LCol Whelan speaks to officer cadets at CMR Saint-Jean in April.

The Mega on the horizon!

by OCdt 25617 Carolanne Caza

On April 7, the officer cadets of the Royal Military College Saint-Jean had the privilege of welcoming Lieutenant-Colonel Whelan to their mess. LCol Whelan is the Commandant of the Canadian Forces Leadership and Recruit School (CFLRS), where the officer cadets complete their Basic Military Officer Qualification (BMOQ).

From the start of his presentation, LCol Whelan was able to put the audience at ease with his warm enthusiasm and interactive approach.
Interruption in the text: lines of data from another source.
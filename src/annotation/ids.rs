//! Newtype IDs for rectangles and classes.
//!
//! Using newtypes prevents accidentally mixing up a rectangle's opaque
//! identifier with a class index or an arbitrary string.

use serde::{Deserialize, Serialize};
use std::fmt;
use std::time::{SystemTime, UNIX_EPOCH};

/// Opaque identifier of one rectangle, stable for the rectangle's lifetime.
///
/// IDs never appear in YOLO text; decoding synthesizes fresh ones.
#[derive(Clone, PartialEq, Eq, PartialOrd, Ord, Hash, Serialize, Deserialize)]
#[serde(transparent)]
pub struct RectId(String);

impl RectId {
    /// Wraps an existing identifier string.
    pub fn new(id: impl Into<String>) -> Self {
        Self(id.into())
    }

    /// Generates a fresh identifier of the form `rect_<millis>_<suffix>`.
    ///
    /// The suffix is 64 random bits rendered in base 36, so collisions
    /// within a session are negligible even for boxes created in the same
    /// millisecond.
    pub fn generate() -> Self {
        let millis = SystemTime::now()
            .duration_since(UNIX_EPOCH)
            .map(|elapsed| elapsed.as_millis())
            .unwrap_or_default();
        let suffix = to_base36(rand::random::<u64>());
        Self(format!("rect_{millis}_{suffix}"))
    }

    pub fn as_str(&self) -> &str {
        &self.0
    }
}

fn to_base36(mut value: u64) -> String {
    const DIGITS: &[u8; 36] = b"0123456789abcdefghijklmnopqrstuvwxyz";
    if value == 0 {
        return "0".to_string();
    }
    let mut out = Vec::new();
    while value > 0 {
        out.push(DIGITS[(value % 36) as usize]);
        value /= 36;
    }
    out.reverse();
    String::from_utf8_lossy(&out).into_owned()
}

impl fmt::Debug for RectId {
    fn fmt(&self, f: &mut fmt::Formatter<'_>) -> fmt::Result {
        write!(f, "RectId({})", self.0)
    }
}

impl fmt::Display for RectId {
    fn fmt(&self, f: &mut fmt::Formatter<'_>) -> fmt::Result {
        f.write_str(&self.0)
    }
}

impl From<&str> for RectId {
    fn from(id: &str) -> Self {
        Self::new(id)
    }
}

/// Index of a class in the [`ClassRegistry`](super::ClassRegistry).
///
/// This is the integer written as the first field of every YOLO line.
#[derive(
    Clone, Copy, Default, PartialEq, Eq, PartialOrd, Ord, Hash, Serialize, Deserialize,
)]
#[serde(transparent)]
pub struct ClassId(pub u32);

impl ClassId {
    /// Creates a new ClassId.
    #[inline]
    pub fn new(id: u32) -> Self {
        Self(id)
    }

    /// Returns the underlying value.
    #[inline]
    pub fn as_u32(&self) -> u32 {
        self.0
    }

    /// Returns the value as a registry index.
    #[inline]
    pub fn index(&self) -> usize {
        self.0 as usize
    }
}

impl fmt::Debug for ClassId {
    fn fmt(&self, f: &mut fmt::Formatter<'_>) -> fmt::Result {
        write!(f, "ClassId({})", self.0)
    }
}

impl fmt::Display for ClassId {
    fn fmt(&self, f: &mut fmt::Formatter<'_>) -> fmt::Result {
        write!(f, "{}", self.0)
    }
}

impl From<u32> for ClassId {
    fn from(id: u32) -> Self {
        Self(id)
    }
}
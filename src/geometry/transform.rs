//! Display-space to image-space scaling.

use serde::{Deserialize, Serialize};

use super::point::Point;
use super::rect::Rect;
use super::space::{DisplaySpace, ImageSpace};
use crate::error::BoxlabelError;

/// Smallest side length, in display units, a drawn or resized box may have.
pub const MIN_BOX_SIZE: f64 = 5.0;

/// Size of the rendering surface in display pixels.
#[derive(Clone, Copy, Debug, PartialEq, Serialize, Deserialize)]
pub struct DisplaySize {
    pub width: f64,
    pub height: f64,
}

impl DisplaySize {
    pub fn new(width: f64, height: f64) -> Self {
        Self { width, height }
    }
}

/// Computes the surface size that fits an image inside `max` while keeping
/// the image's aspect ratio.
///
/// The width is tried first; if the resulting height overflows, the height
/// is pinned to the maximum and the width derived from it instead. Images
/// smaller than `max` are scaled up to fill it.
pub fn fit_display_size(
    image_width: u32,
    image_height: u32,
    max: DisplaySize,
) -> Result<DisplaySize, BoxlabelError> {
    if image_width == 0 || image_height == 0 {
        return Err(BoxlabelError::InvalidImageDimensions {
            width: image_width,
            height: image_height,
        });
    }
    check_display_size(max)?;

    let aspect = image_width as f64 / image_height as f64;
    let mut width = max.width;
    let mut height = max.width / aspect;

    if height > max.height {
        height = max.height;
        width = max.height * aspect;
    }

    Ok(DisplaySize::new(width, height))
}

fn check_display_size(size: DisplaySize) -> Result<(), BoxlabelError> {
    let valid = size.width.is_finite()
        && size.height.is_finite()
        && size.width > 0.0
        && size.height > 0.0;
    if valid {
        Ok(())
    } else {
        Err(BoxlabelError::InvalidDisplaySize {
            width: size.width,
            height: size.height,
        })
    }
}

/// Independent per-axis scale factors between the drawing surface and the
/// source image.
///
/// `scale_x = image_width / display_width` and
/// `scale_y = image_height / display_height`. The two axes are never forced
/// to agree, so a surface whose aspect ratio differs from the image's will
/// stretch boxes rather than letterbox them.
#[derive(Clone, Copy, Debug, PartialEq, Serialize, Deserialize)]
pub struct ScaleTransform {
    scale_x: f64,
    scale_y: f64,
}

impl ScaleTransform {
    /// Builds the transform for an image shown on a surface of `display` size.
    pub fn new(
        image_width: u32,
        image_height: u32,
        display: DisplaySize,
    ) -> Result<Self, BoxlabelError> {
        if image_width == 0 || image_height == 0 {
            return Err(BoxlabelError::InvalidImageDimensions {
                width: image_width,
                height: image_height,
            });
        }
        check_display_size(display)?;

        Ok(Self {
            scale_x: image_width as f64 / display.width,
            scale_y: image_height as f64 / display.height,
        })
    }

    /// A transform where both spaces coincide.
    pub fn identity() -> Self {
        Self {
            scale_x: 1.0,
            scale_y: 1.0,
        }
    }

    #[inline]
    pub fn scale_x(&self) -> f64 {
        self.scale_x
    }

    #[inline]
    pub fn scale_y(&self) -> f64 {
        self.scale_y
    }

    /// Maps a surface point into image pixels.
    #[inline]
    pub fn to_image_space(&self, point: Point<DisplaySpace>) -> Point<ImageSpace> {
        Point::new(point.x * self.scale_x, point.y * self.scale_y)
    }

    /// Maps an image pixel position onto the surface.
    #[inline]
    pub fn to_display_space(&self, point: Point<ImageSpace>) -> Point<DisplaySpace> {
        Point::new(point.x / self.scale_x, point.y / self.scale_y)
    }

    /// Scales a display-space size into image pixels, axis by axis.
    #[inline]
    pub fn size_to_image_space(&self, width: f64, height: f64) -> (f64, f64) {
        (width * self.scale_x, height * self.scale_y)
    }

    pub fn rect_to_image_space(&self, rect: Rect<DisplaySpace>) -> Rect<ImageSpace> {
        let (width, height) = self.size_to_image_space(rect.width, rect.height);
        Rect::new(self.to_image_space(rect.origin), width, height)
    }

    pub fn rect_to_display_space(&self, rect: Rect<ImageSpace>) -> Rect<DisplaySpace> {
        Rect::new(
            self.to_display_space(rect.origin),
            rect.width / self.scale_x,
            rect.height / self.scale_y,
        )
    }
}

impl Default for ScaleTransform {
    fn default() -> Self {
        Self::identity()
    }
}

/// Turns a finished draw gesture into a display-space box.
///
/// Returns `None` when either side of the dragged area is not strictly
/// larger than `min_size`; such gestures are treated as stray clicks.
pub fn drawn_rect(
    start: Point<DisplaySpace>,
    end: Point<DisplaySpace>,
    min_size: f64,
) -> Option<Rect<DisplaySpace>> {
    let rect = Rect::from_corners(start, end);
    if !rect.is_finite() || !rect.exceeds(min_size) {
        return None;
    }
    Some(rect)
}

/// Clamps a resized box's sides up to `min_size`.
///
/// Non-finite or negative sizes collapse to the minimum instead of being
/// rejected, so a wild resize never destroys the box.
pub fn clamp_size(width: f64, height: f64, min_size: f64) -> (f64, f64) {
    let clamp = |side: f64| {
        if side.is_finite() {
            side.max(min_size)
        } else {
            min_size
        }
    };
    (clamp(width), clamp(height))
}

#[cfg(test)]
mod tests {
    use super::*;

    fn transform_2x() -> ScaleTransform {
        ScaleTransform::new(800, 600, DisplaySize::new(400.0, 300.0)).expect("valid transform")
    }

    #[test]
    fn scale_factors_follow_image_over_display() {
        let t = transform_2x();
        assert_eq!(t.scale_x(), 2.0);
        assert_eq!(t.scale_y(), 2.0);
    }

    #[test]
    fn rect_roundtrips_exactly_through_both_spaces() {
        let t = transform_2x();
        let display: Rect<DisplaySpace> = Rect::from_xywh(10.0, 10.0, 50.0, 50.0);

        let image = t.rect_to_image_space(display);
        assert_eq!(image, Rect::from_xywh(20.0, 20.0, 100.0, 100.0));
        assert_eq!(t.rect_to_display_space(image), display);
    }

    #[test]
    fn axes_scale_independently() {
        let t = ScaleTransform::new(1000, 300, DisplaySize::new(500.0, 300.0))
            .expect("valid transform");
        let image = t.rect_to_image_space(Rect::from_xywh(10.0, 10.0, 20.0, 20.0));
        assert_eq!(image, Rect::from_xywh(20.0, 10.0, 40.0, 20.0));
    }

    #[test]
    fn zero_sized_inputs_are_rejected() {
        assert!(matches!(
            ScaleTransform::new(0, 10, DisplaySize::new(10.0, 10.0)),
            Err(BoxlabelError::InvalidImageDimensions { .. })
        ));
        assert!(matches!(
            ScaleTransform::new(10, 10, DisplaySize::new(0.0, 10.0)),
            Err(BoxlabelError::InvalidDisplaySize { .. })
        ));
    }

    #[test]
    fn fit_prefers_full_width_for_landscape_images() {
        let size = fit_display_size(1600, 900, DisplaySize::new(800.0, 600.0)).expect("fit");
        assert_eq!(size, DisplaySize::new(800.0, 450.0));
    }

    #[test]
    fn fit_pins_height_for_portrait_images() {
        let size = fit_display_size(600, 1200, DisplaySize::new(800.0, 600.0)).expect("fit");
        assert_eq!(size, DisplaySize::new(300.0, 600.0));
    }

    #[test]
    fn drawn_rect_normalizes_reverse_drag() {
        let rect = drawn_rect(
            Point::new(100.0, 100.0),
            Point::new(40.0, 30.0),
            MIN_BOX_SIZE,
        )
        .expect("large enough");
        assert_eq!(rect, Rect::from_xywh(40.0, 30.0, 60.0, 70.0));
    }

    #[test]
    fn drawn_rect_discards_small_gestures() {
        let rect = drawn_rect(Point::new(0.0, 0.0), Point::new(3.0, 10.0), MIN_BOX_SIZE);
        assert!(rect.is_none());

        let rect = drawn_rect(Point::new(0.0, 0.0), Point::new(5.0, 5.0), MIN_BOX_SIZE);
        assert!(rect.is_none());
    }

    #[test]
    fn clamp_size_raises_to_minimum() {
        assert_eq!(clamp_size(2.0, 30.0, MIN_BOX_SIZE), (5.0, 30.0));
        assert_eq!(clamp_size(-4.0, f64::NAN, MIN_BOX_SIZE), (5.0, 5.0));
        assert_eq!(clamp_size(12.0, 8.0, MIN_BOX_SIZE), (12.0, 8.0));
    }
}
The aim of his visit was to inform the officer cadets about the BMOQ they will be completing this summer at CFLRS. LCol Whelan spoke frankly about what the officer cadets should expect while on course, and how they should prepare for their training. For many in attendance, LCol Whelan’s main message was that we must first be warriors, and that we must be prepared both physically and mentally for the challenges that lie ahead.
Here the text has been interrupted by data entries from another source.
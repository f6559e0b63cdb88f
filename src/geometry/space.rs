//! Coordinate space marker types.
//!
//! These are zero-sized types (ZSTs) used as type parameters to distinguish
//! the drawing surface's coordinates from the source image's coordinates at
//! compile time.

use std::fmt;

/// Marker type for display-space coordinates.
///
/// Display coordinates are pixels on the interactive rendering surface,
/// which is usually scaled relative to the source image.
#[derive(Clone, Copy, PartialEq, Eq, Hash)]
pub enum DisplaySpace {}

/// Marker type for image-space coordinates.
///
/// Image coordinates are pixels native to the original image file, with
/// (0, 0) at the top-left corner. Annotations are always stored in this
/// space.
#[derive(Clone, Copy, PartialEq, Eq, Hash)]
pub enum ImageSpace {}

impl fmt::Debug for DisplaySpace {
    fn fmt(&self, _: &mut fmt::Formatter<'_>) -> fmt::Result {
        match *self {}
    }
}

impl fmt::Debug for ImageSpace {
    fn fmt(&self, _: &mut fmt::Formatter<'_>) -> fmt::Result {
        match *self {}
    }
}
use tracing_subscriber::EnvFilter;

/// Initialise logging to stderr. The default level is `warn`, or `debug`
/// when `verbose` is set; `RUST_LOG` overrides either.
pub fn init(verbose: bool) {
    let level = if verbose { "debug" } else { "warn" };
    let filter = EnvFilter::try_from_default_env().unwrap_or_else(|_| EnvFilter::new(level));

    // A subscriber may already be installed (tests, embedding hosts).
    let _ = tracing_subscriber::fmt()
        .with_env_filter(filter)
        .with_writer(std::io::stderr)
        .try_init();
}
#![allow(dead_code)]

use boxlabel::annotation::Rectangle;
use boxlabel::geometry::Rect;
use proptest::prelude::*;
use proptest::test_runner::{Config as ProptestConfig, FileFailurePersistence};

/// Round-trip tolerance in pixels for sidecars written with 6 decimals.
pub fn eps_yolo(image_w: u32, image_h: u32) -> f64 {
    (image_w.max(image_h) as f64 * 2e-6).max(1e-9)
}

pub fn proptest_config() -> ProptestConfig {
    let cases = std::env::var("PROPTEST_CASES")
        .ok()
        .and_then(|v| v.parse::<u32>().ok())
        .unwrap_or(64);

    let mut config = ProptestConfig::with_failure_persistence(FileFailurePersistence::WithSource(
        "proptest-regressions",
    ));
    config.cases = cases;
    config.max_shrink_iters = 1024;
    config
}

pub fn arb_image_dims() -> impl Strategy<Value = (u32, u32)> {
    (1u32..=4096, 1u32..=4096)
}

/// A rectangle lying fully inside a `width` x `height` image.
pub fn arb_rect_inside(width: u32, height: u32) -> impl Strategy<Value = Rectangle> {
    let w = width as f64;
    let h = height as f64;
    (0.0..=1.0f64, 0.0..=1.0f64, 0.0..=1.0f64, 0.0..=1.0f64, 0u32..80).prop_map(
        move |(fx, fy, fw, fh, class_id)| {
            let x = fx * w;
            let y = fy * h;
            let rect_w = fw * (w - x);
            let rect_h = fh * (h - y);
            Rectangle::new(Rect::from_xywh(x, y, rect_w, rect_h), class_id)
        },
    )
}

/// Image dimensions together with up to `max_boxes` rectangles inside them.
pub fn arb_annotated_image(max_boxes: usize) -> impl Strategy<Value = (u32, u32, Vec<Rectangle>)> {
    arb_image_dims().prop_flat_map(move |(width, height)| {
        (
            Just(width),
            Just(height),
            prop::collection::vec(arb_rect_inside(width, height), 0..=max_boxes),
        )
    })
}

/// Compares geometry within `eps` and class ids exactly, in order.
pub fn assert_rectangles_equivalent(
    expected: &[Rectangle],
    actual: &[Rectangle],
    eps: f64,
) -> Result<(), String> {
    if expected.len() != actual.len() {
        return Err(format!(
            "rectangle count mismatch: expected={} actual={}",
            expected.len(),
            actual.len()
        ));
    }

    for (idx, (a, b)) in expected.iter().zip(actual).enumerate() {
        if a.class_id != b.class_id {
            return Err(format!(
                "rectangle {idx}: class mismatch {} vs {}",
                a.class_id, b.class_id
            ));
        }
        let pairs = [
            ("x", a.bbox.x(), b.bbox.x()),
            ("y", a.bbox.y(), b.bbox.y()),
            ("width", a.bbox.width, b.bbox.width),
            ("height", a.bbox.height, b.bbox.height),
        ];
        for (field, left, right) in pairs {
            if (left - right).abs() > eps {
                return Err(format!(
                    "rectangle {idx}: {field} differs by more than {eps}: {left} vs {right}"
                ));
            }
        }
    }

    Ok(())
}
//! Geometry shared between the drawing surface and the annotation store.
//!
//! Two coordinate spaces are in play while annotating:
//!
//! - **display space**: pixels on the rendering surface, which is sized to
//!   fit the window and is usually scaled relative to the image;
//! - **image space**: pixels of the original image file.
//!
//! Points and rectangles carry their space as a type parameter, so a
//! surface coordinate cannot be stored as an annotation without passing
//! through a [`ScaleTransform`].
//!
//! # Example
//!
//! ```
//! use boxlabel::geometry::{DisplaySize, DisplaySpace, Rect, ScaleTransform};
//!
//! let transform = ScaleTransform::new(800, 600, DisplaySize::new(400.0, 300.0)).unwrap();
//! let drawn: Rect<DisplaySpace> = Rect::from_xywh(10.0, 10.0, 50.0, 50.0);
//! let stored = transform.rect_to_image_space(drawn);
//!
//! assert_eq!(stored.width, 100.0);
//! assert_eq!(transform.rect_to_display_space(stored), drawn);
//! ```

mod point;
mod rect;
mod space;
mod transform;

pub use point::Point;
pub use rect::Rect;
pub use space::{DisplaySpace, ImageSpace};
pub use transform::{
    clamp_size, drawn_rect, fit_display_size, DisplaySize, ScaleTransform, MIN_BOX_SIZE,
};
LCol Whelan’s presentation was very interesting and educational. CFLRS represents a difficult and stressful phase in the life of an officer cadet, and to be advised by such an experienced person did much to reassure us.
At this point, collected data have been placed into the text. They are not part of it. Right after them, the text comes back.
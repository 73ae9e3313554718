//! URL helper functions

use lazy_static::lazy_static;
use percent_encoding::{utf8_percent_encode, AsciiSet, CONTROLS};
use regex::Regex;

use crate::config::SiteConfig;

/// Characters escaped in a URL path. `/`, `#`, `?` and `%` pass through.
const PATH: &AsciiSet = &CONTROLS
    .add(b' ')
    .add(b'"')
    .add(b'<')
    .add(b'>')
    .add(b'`')
    .add(b'{')
    .add(b'}');

lazy_static! {
    /// A URL scheme (`https:`, `mailto:`, ...) or a protocol-relative `//`
    static ref EXTERNAL_RE: Regex = Regex::new(r"(?i)^(?:[a-z][a-z0-9+.-]*:|//)").unwrap();
}

/// Whether a path points outside the site
pub fn is_absolute_url(path: &str) -> bool {
    EXTERNAL_RE.is_match(path.trim_start())
}

/// Prefix a path with a site root
///
/// # Examples
/// ```ignore
/// join_root("/devoops", "/docs/intro") // -> "/devoops/docs/intro"
/// ```
pub fn join_root(root: &str, path: &str) -> String {
    if is_absolute_url(path) {
        return path.to_string();
    }

    let root = root.trim_end_matches('/');
    let path = encode_path(path.trim_start_matches('/'));

    if path.is_empty() {
        format!("{}/", root)
    } else {
        format!("{}/{}", root, path)
    }
}

/// Generate a URL with the site's base_url
///
/// # Examples
/// ```ignore
/// url_for(&config, "/img/logo.svg") // -> "/devoops/img/logo.svg"
/// ```
pub fn url_for(config: &SiteConfig, path: &str) -> String {
    join_root(&config.base_url, path)
}

/// Generate a full URL including the domain
///
/// # Examples
/// ```ignore
/// full_url_for(&config, "/blog") // -> "https://chen-wenyi.github.io/devoops/blog"
/// ```
pub fn full_url_for(config: &SiteConfig, path: &str) -> String {
    if is_absolute_url(path) {
        return path.to_string();
    }
    let base = config.url.trim_end_matches('/');
    format!("{}{}", base, url_for(config, path))
}

/// Percent-encode the characters of a path that are not valid in an href
pub fn encode_path(path: &str) -> String {
    utf8_percent_encode(path, PATH).to_string()
}
//! Generate static files

use anyhow::Result;

use crate::catalog::loader::CatalogLoader;
use crate::generator::Generator;
use crate::Site;

/// Load the catalog and generate the static site
pub fn run(site: &Site) -> Result<()> {
    let start = std::time::Instant::now();

    let catalog = CatalogLoader::new(site).load()?;
    tracing::info!(
        "Loaded {} categories ({} groups, {} links, {} placeholders)",
        catalog.len(),
        catalog.group_count(),
        catalog.link_count(),
        catalog.placeholder_count()
    );

    Generator::new(site).generate(&catalog)?;

    let duration = start.elapsed();
    tracing::info!("Generated in {:.2}s", duration.as_secs_f64());

    Ok(())
}
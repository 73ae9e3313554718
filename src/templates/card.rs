//! Card renderer - one category becomes one card

use crate::catalog::{Category, Group, Link};
use crate::config::SiteConfig;
use crate::helpers::{html_escape, is_absolute_url, join_root};

/// Renders categories as cards. Output depends only on the root and the category.
#[derive(Debug, Clone)]
pub struct CardRenderer {
    root: String,
}

impl CardRenderer {
    /// Create a renderer resolving link paths against `root`
    pub fn new(root: impl Into<String>) -> Self {
        Self { root: root.into() }
    }

    /// Create a renderer for the site's base_url
    pub fn for_site(config: &SiteConfig) -> Self {
        Self::new(config.base_url.clone())
    }

    /// Render a single category card
    pub fn render(&self, card: &Category) -> String {
        let color = html_escape(card.color.trim());
        let mut html = String::new();

        html.push_str(&format!(
            "<div class=\"card\" style=\"color: {}\">\n",
            color
        ));
        html.push_str(&format!(
            "<div class=\"card-title\">{}</div>\n",
            html_escape(&card.title)
        ));
        html.push_str(&format!(
            "<div class=\"card-content\" style=\"border-color: {}\">\n",
            color
        ));
        for group in &card.blocks {
            self.render_group(&mut html, group, &color);
        }
        html.push_str("</div>\n</div>\n");

        html
    }

    fn render_group(&self, html: &mut String, group: &Group, color: &str) {
        html.push_str("<div class=\"block\">\n");
        html.push_str(&format!(
            "<div class=\"block-title\">{}</div>\n",
            html_escape(&group.title)
        ));
        for link in &group.content {
            html.push_str(&self.render_link(link, color));
            html.push('\n');
        }
        html.push_str("</div>\n");
    }

    fn render_link(&self, link: &Link, color: &str) -> String {
        let open = match link.destination() {
            Some(dest) if is_absolute_url(dest) => format!(
                r#"<a class="card-link" href="{}" target="_blank" rel="noopener">"#,
                html_escape(dest)
            ),
            Some(dest) => format!(
                r#"<a class="card-link" href="{}">"#,
                html_escape(&join_root(&self.root, dest))
            ),
            None => r#"<a class="card-link" aria-disabled="true">"#.to_string(),
        };

        format!(
            r#"{}<span class="link" style="color: {}">{}</span></a>"#,
            open,
            color,
            html_escape(&link.title)
        )
    }
}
La méga arrive à grands pas!

Lcol Whelan parle aux élèves-officiers du CMR de Saint-Jean en avril.

Article écrit par l’élof 25617 Carolanne Caza

Le 7 avril dernier, les élèves-officiers (élof) du Collège militaire royal de Saint-Jean ont eu la chance d’accueillir le Lieutenant-colonel Whelan dans leur mess. Le Lieutenant-colonel Whelan est présentement le commandant de l’École de leadership et de recrues des Forces canadiennes, soit l’École où les élof du collège complètent leur qualification militaire de base des officiers (QMBO).

Dès le début de sa présentation, le Lieutenant-colonel Whelan a réussi à mettre l’auditoire à l’aise grâce à son enthousiasme et à son approche interactive. Le but de sa visite était de parler de la qualification militaire de base des officiers que les élèves-officiers complètent pendant la période estivale à l’École de leadership et de recrues des Forces canadiennes. En toute franchise, il a dit aux élof qui complèteront leur QMBO cet été ce à quoi ils doivent s’attendre et comment ils doivent s’y préparer. La grande leçon qu’ont tirée la plupart des auditeurs est que nous devons tout d’abord être des guerriers et que nous devons être prêts non seulement physiquement, mais aussi moralement et mentalement.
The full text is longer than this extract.